Growing up, my family was all from the East Coast. In fact, when I was choosing a college, my parents gave me one constraint: nothing west of the Mississippi. They were afraid that I would meet someone from far away and end up moving, separating the family. I ended up at The George Washington University (yes, the THE is part of the name - Google that shit!) in D.C., so I did abide by that rule. The wrench in their plan was that Steven, from San Jose, California, was also attending GWU. In fact, we were living a couple doors down from each other in the freshmen dorms. Ah, we try to control our kids, but in the end...

We married in 1990, and in 1992, we moved to California "for a couple years" in order for his family to get to know us and our growing family. (That made sense to me because I thought, "Why should my family have easy access to the family, and Steven's be so far away?) It turns out, we can't control our parents or siblings very well either, because eventually Steven's sister & her family moved to Portland, Oregon (where his family lives), his father and step-mom built a home in Baja and spent about 9 months out of the year there, and his mom moved to Arizona. In the midst of all this, Steven began working in the wine business, so "a couple of years" in California has turned into the rest of our lives.

I give my parents so much credit for their determination to remain connected with us - especially their grandkids - despite the 3,000 miles distance between us. My 75 year old father still works full-time - Loves it! -  and travel has always been a part of it. They tie trips in with family visits and use airline miles to stay connected. When the kids were younger, my mom would buy duplicate children's novels to "read with" April on the phone. (Kiddies, this was all before Skype, y'all!) They still move heaven and earth to gather their children - and grandchildren when it works together as much as possible. The hiking trip (stay tuned for more about that!) is part of that. Oh, and Katherine & Aidan are off to Italy (for the 2nd time) in Sept./Oct. with Nana and Grandpa! So cool!
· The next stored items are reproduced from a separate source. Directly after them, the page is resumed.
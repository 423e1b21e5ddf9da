//! Typed identifiers.

use core::str::FromStr;

use serde::{Deserialize, Serialize};
use uuid::Uuid;

/// Unique identifier for a user account.
#[derive(Debug, Copy, Clone, PartialEq, Eq, Hash, Serialize, Deserialize)]
#[serde(transparent)]
pub struct UserId(Uuid);

impl UserId {
    pub fn new() -> Self {
        Self(Uuid::now_v7())
    }

    pub fn from_uuid(uuid: Uuid) -> Self {
        Self(uuid)
    }

    pub fn as_uuid(&self) -> &Uuid {
        &self.0
    }
}

impl Default for UserId {
    fn default() -> Self {
        Self::new()
    }
}

impl core::fmt::Display for UserId {
    fn fmt(&self, f: &mut core::fmt::Formatter<'_>) -> core::fmt::Result {
        core::fmt::Display::fmt(&self.0, f)
    }
}

impl From<Uuid> for UserId {
    fn from(value: Uuid) -> Self {
        Self(value)
    }
}

impl From<UserId> for Uuid {
    fn from(value: UserId) -> Self {
        value.0
    }
}

impl FromStr for UserId {
    type Err = uuid::Error;

    fn from_str(s: &str) -> Result<Self, Self::Err> {
        Ok(Self(Uuid::from_str(s)?))
    }
}

/// Identifier of the department a user belongs to.
///
/// Departments themselves are reference data owned elsewhere; the auth core
/// only carries the id so tokens and profiles can scope users to one.
#[derive(Debug, Copy, Clone, PartialEq, Eq, Hash, Serialize, Deserialize)]
#[serde(transparent)]
pub struct DepartmentId(Uuid);

impl DepartmentId {
    pub fn new() -> Self {
        Self(Uuid::now_v7())
    }

    pub fn from_uuid(uuid: Uuid) -> Self {
        Self(uuid)
    }

    pub fn as_uuid(&self) -> &Uuid {
        &self.0
    }
}

impl Default for DepartmentId {
    fn default() -> Self {
        Self::new()
    }
}

impl core::fmt::Display for DepartmentId {
    fn fmt(&self, f: &mut core::fmt::Formatter<'_>) -> core::fmt::Result {
        core::fmt::Display::fmt(&self.0, f)
    }
}

impl FromStr for DepartmentId {
    type Err = uuid::Error;

    fn from_str(s: &str) -> Result<Self, Self::Err> {
        Ok(Self(Uuid::from_str(s)?))
    }
}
I wrote a whole blog already about my hiking trip with "Ma Familia" in New Hampshire last week, but I felt compelled to write about this first. We were sitting on the patio, and I was discussing how I was having difficulty adjusting to an obvious transition in our family. April is married with a husband and baby. She has her own new Familia, and that is her priority - and rightly so. Aidan and Katherine are infected by wanderlust and keep talking about living abroad, at least for a little while. Katherine already spent a semester in Spain while at UC Santa Barbara. Thank goodness for Skype!
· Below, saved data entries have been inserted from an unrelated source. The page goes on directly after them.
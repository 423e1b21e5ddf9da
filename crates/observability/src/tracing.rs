//! Tracing/logging initialization.

use tracing_subscriber::EnvFilter;

/// Initialize tracing/logging for the process.
///
/// JSON lines with timestamps, filter configurable via `RUST_LOG` (default
/// `info`). Safe to call multiple times (subsequent calls are no-ops).
pub fn init() {
    let filter = EnvFilter::try_from_default_env().unwrap_or_else(|_| EnvFilter::new("info"));

    let _ = tracing_subscriber::fmt()
        .with_env_filter(filter)
        .json()
        .with_timer(tracing_subscriber::fmt::time::SystemTime)
        .with_target(false)
        .try_init();
}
In the middle of this conversation, I looked across the table at my mother, and we held our gaze as everyone chattered around us about the subject. Silently, she was saying to me, "See? See how hard it is to have your children go away?" I got it before, but now I really GET IT, if you know what I mean?
I get it now, Mom!
People talk about "nuclear families, but how does that take into account that cells divide, and there are more than nuclei? In the olden days, people continued to live close to their original nuclear family. FYI, My maternal grandmother was devastated when my father moved our family from NY to NJ because of his job.  We used to go to dinner at her apartment in Brooklyn on weekends, and she would load us with that blue tin of Danish butter cookies for the "long drive home". To this day, those tins make me think of her and those drives.  
Heaven forbid we should get hungry on the "long journey" home and resort to Donner Party-esque behavior!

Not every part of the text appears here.